Put every tool I can find in my toolbox and use the one that get the job done the most effectively with the results I want.


----------



## Selena van Leeuwen (Mar 29, 2006)

Joel Anderson said:


> Against my good sense I am going to post this here. So Here it goes I will respectfully disagree. I believe compulsion plays a necessary role in training a PSD. The Largest Agency in our state paid Bob Eden a Sh$t load of money to overhaul thier k9 unit providing dogs and training methods and after a year or so they no longer are believers. When the dog chased the ball into the garbage can when given the bite command, which is where the handler threw it so he would look at the decoy I think they called that a blues clue. I am in no way saying that Positive motivational training is not great, sucessful and less stress for the dog, I am just saying that if you tell me that I am getting a PSD that has never been trained with any compulsion I dont want it. For Sport which is a game to the dog go get them I am behind you 100% if thats your goal. but with a PSD its NOT A GAME! I want the dog to know that there are more serious consequenses than not getting his ball when I tell him he needs to perform some action that he has no choice in performing.
> 
> Selena wasnt there a big article discussion on this Positive only VS Compulsion in Hondensport Sporthonden involving Klass Terpstra I think it was about 2 or 3 years ago. I know this will probably lead in a direction I really would rather not go. But hey thats life.


Thanks for posting this in much better english than I can... I'm with you.

There was something in H&S indeed. But I have a better example: a policedepartment trained puppies from 8 wks pure motivational. The experiment failed. Only obeyed the handler when the thought it was fun, not çause they were told to.


----------



## Mike Schoonbrood (Mar 27, 2006)

Klass Terpstra, or Klass Stienstra?


----------



## Selena van Leeuwen (Mar 29, 2006)

Klaas Terpstra, instructeur van politie Rotterdam Rijnmond, Klaas Stiensta breeds FCI dutchies


----------



## Mike Schoonbrood (Mar 27, 2006)

Ahh. I did a google for "Klass Terpstra" and didn't find anything thats why


----------



## Jeff Oehlsen (Apr 7, 2006)

Quote: physical punishment makes the dog tougher. 

This is something that needs to be discussed, and not at some irational level.

I do not believe this totally. I know a lot of people that think that motivational training never lets you get to see the "real" dog that you have. When this is talked about it is never really discussed to get to the core of the thought process,, mostly due to people being in one camp or the other.

There are dogs that will let you break their bones rather than out.

There are dogs that have a limit.

The thing that needs to be discussed is how to identify these dogs, and other methods to use to go around the dog that is just gonna say **** off. Also the dog that is just gonna say "Ok, too much" with compulsion, many times either to much emotion comes into play, or not enough.

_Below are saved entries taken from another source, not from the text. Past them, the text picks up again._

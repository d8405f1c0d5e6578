//! Language auto-detection
//!
//! Runs the tokenizer against every candidate grammar independently
//! and ranks the results by relevance. Detection is deterministic: the
//! comparison is strictly-greater, so ties go to the earliest
//! registered grammar, and a grammar whose illegal guard fires simply
//! scores zero.

use crate::registry::Registry;
use crate::render;
use crate::token::{Highlight, Token};
use crate::tokenizer;

/// Detect the best-matching grammar for `text`
///
/// `candidates` limits the search to the given names; unregistered
/// names are skipped. With no candidate list every registered grammar
/// participates, in registration order.
pub(crate) fn tokenize_auto(
    registry: &mut Registry,
    text: &str,
    candidates: Option<&[&str]>,
) -> Highlight {
    let names: Vec<String> = match candidates {
        Some(list) => list
            .iter()
            .filter_map(|name| registry.canonical_name(name))
            .collect(),
        None => registry.language_names(),
    };

    let mut best = plain_result(registry, text);
    let mut second_best = best.clone();

    for name in names {
        let compiled = match registry.compiled(&name) {
            Ok(compiled) => compiled,
            Err(error) => {
                tracing::debug!(language = %name, %error, "skipping candidate");
                continue;
            }
        };
        // An illegal lexeme means the grammar does not fit; score zero
        // and move on.
        let output = match tokenizer::run(registry, &compiled, text, false) {
            Ok(output) => output,
            Err(_) => continue,
        };
        let markup = render::render_tokens(&output.tokens, registry.config());
        let candidate = Highlight {
            language: Some(name),
            relevance: output.relevance,
            tokens: output.tokens,
            markup,
            second_best: None,
        };
        if candidate.relevance > second_best.relevance {
            second_best = candidate.clone();
        }
        if candidate.relevance > best.relevance {
            second_best = std::mem::replace(&mut best, candidate);
        }
    }

    tracing::debug!(
        language = best.language.as_deref().unwrap_or("<none>"),
        relevance = best.relevance,
        "auto-detection result"
    );
    if second_best.language.is_some() {
        best.second_best = Some(Box::new(second_best));
    }
    best
}

/// The zero-score fallback: the whole input as one unclassified token
fn plain_result(registry: &Registry, text: &str) -> Highlight {
    let tokens = if text.is_empty() {
        Vec::new()
    } else {
        vec![Token {
            kind: None,
            text: text.to_string(),
            start: 0,
            end: text.len(),
        }]
    };
    let markup = render::render_tokens(&tokens, registry.config());
    Highlight {
        language: None,
        relevance: 0,
        tokens,
        markup,
        second_best: None,
    }
}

I would like to see this discussion from everyone, and don't be lazy, this is the difference between the N00B and the "trainer".


----------



## Bob Scott (Mar 30, 2006)

While I DO believe in this method, these are the things I want to hear from the LEO trainers. 
I have seen a number of people give up on this method. I myself stuck with it because of my beliefs in it. It was't easy. It's still hard for me. 
I can understand Depts not wanting to spend the time and money on changing over yrs of successful training methods.
Jeff,Identifying these dogs is the whole key to selecting any dog for K9 service. If it turns out that motivational truely is for certain dogs, that would be yet another tool in the box. 
I still believe it's more about the dog and trainer then the method.


----------



## Tim Martens (Mar 27, 2006)

i guess it's more of a philosophical difference. i went over to holland with my eyes wide open. sure, i had preconceived notions about what i would see, but i went into it with an open mind. the greatest example is their thinking with the call-off. here, we try to "trick" the dog. you do bites to call-offs in a 3:1 ratio to try and keep the dog guessing, "will this be a call-off or do i get to bite." if the dog is going out slow anticipating the call-off, you increase the bite to call-off ratio. if the dog is having problems calling off, you decrease the ratio.

the trainers that i respect over there don't believe in "tricking" the dog. they believe that the dog must do what he's told when he's told to do it. if the dog goes out slow....physical punishment from the handler. if the dog doesn't call-off...physical punishment from the handler. this of course is with a trained dog who KNOWS the deal. there is no question where or who the punishment is coming from (as opposed to some e-collar methods). we are so concerned with keeping the dog "in drive" that we invent these games to try and "trick" the dog into doing our bidding, because heaven forbid we crush the dog's drive. 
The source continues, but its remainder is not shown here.